[EXCERPTED RECORDS — start]

//! Tracing autodiff and JIT kernel fusion over a NumPy-style array
//! runtime.
//!
//! User programs are ordinary Rust closures over [`Value`]s. A stack of
//! tracing interpreters captures them as a typed IR ([`jaxpr::Jaxpr`]),
//! which the transformations consume:
//!
//! - [`jvp`] / [`jvp_flat`]: forward-mode derivatives
//! - [`linearize`] / [`linearize_flat`]: primal evaluation plus the
//!   tangent map as a linear program
//! - [`vjp`] / [`vjp_flat`] / [`grad`]: reverse-mode via program
//!   transposition
//! - [`jit`]: compilation to a schedule of fused kernels on a backend
//!
//! The scalar kernel IR and view algebra live in `gradfuse_ir`; the
//! device contract and reference CPU backend in `gradfuse_backend`.

// Core modules
pub mod array;
pub mod aval;
pub mod error;
pub mod jaxpr;
pub mod ops;
pub mod prng;
pub mod tree;
pub mod value;

// Tracing and transformations
pub mod jit;
pub mod jvp;
pub mod partial_eval;
pub mod trace;
pub mod transpose;

// Shared internals
mod fuse;
pub mod primitives;
pub mod util;

pub use array::{default_backend, set_default_backend, Array};
pub use aval::ShapedArray;
pub use error::{CoreError, CoreResult};
pub use jaxpr::{Atom, Jaxpr, JaxprEqn, Lit, Var};
pub use jit::{compile, jit, make_jaxpr, JitProgram, Step};
pub use jvp::{jvp, jvp_flat};
pub use partial_eval::{linearize, linearize_flat, LinearFn};
pub use primitives::{CompareOp, Primitive};
pub use trace::{bind, bind1};
pub use transpose::{eval_jaxpr_transposed, grad, vjp, vjp_flat, TransposeArg, VjpFn};
pub use tree::{Tree, TreeDef};
pub use value::Value;

// Re-export the lower layers' surface types
pub use gradfuse_backend::{Backend, CancelToken, CpuBackend, Slot};
pub use gradfuse_ir::{DType, Scalar};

[EXCERPTED RECORDS — finish]

_TASK TO CARRY OUT_.
Reply with the lines from the first line of the entries through the line that contains "Tracing and transformations", repeated exactly with both ends kept, and with nothing else.

_SOLUTION TO THIS PROBLEM_.
//! Tracing autodiff and JIT kernel fusion over a NumPy-style array
//! runtime.
//!
//! User programs are ordinary Rust closures over [`Value`]s. A stack of
//! tracing interpreters captures them as a typed IR ([`jaxpr::Jaxpr`]),
//! which the transformations consume:
//!
//! - [`jvp`] / [`jvp_flat`]: forward-mode derivatives
//! - [`linearize`] / [`linearize_flat`]: primal evaluation plus the
//!   tangent map as a linear program
//! - [`vjp`] / [`vjp_flat`] / [`grad`]: reverse-mode via program
//!   transposition
//! - [`jit`]: compilation to a schedule of fused kernels on a backend
//!
//! The scalar kernel IR and view algebra live in `gradfuse_ir`; the
//! device contract and reference CPU backend in `gradfuse_backend`.

// Core modules
pub mod array;
pub mod aval;
pub mod error;
pub mod jaxpr;
pub mod ops;
pub mod prng;
pub mod tree;
pub mod value;

// Tracing and transformations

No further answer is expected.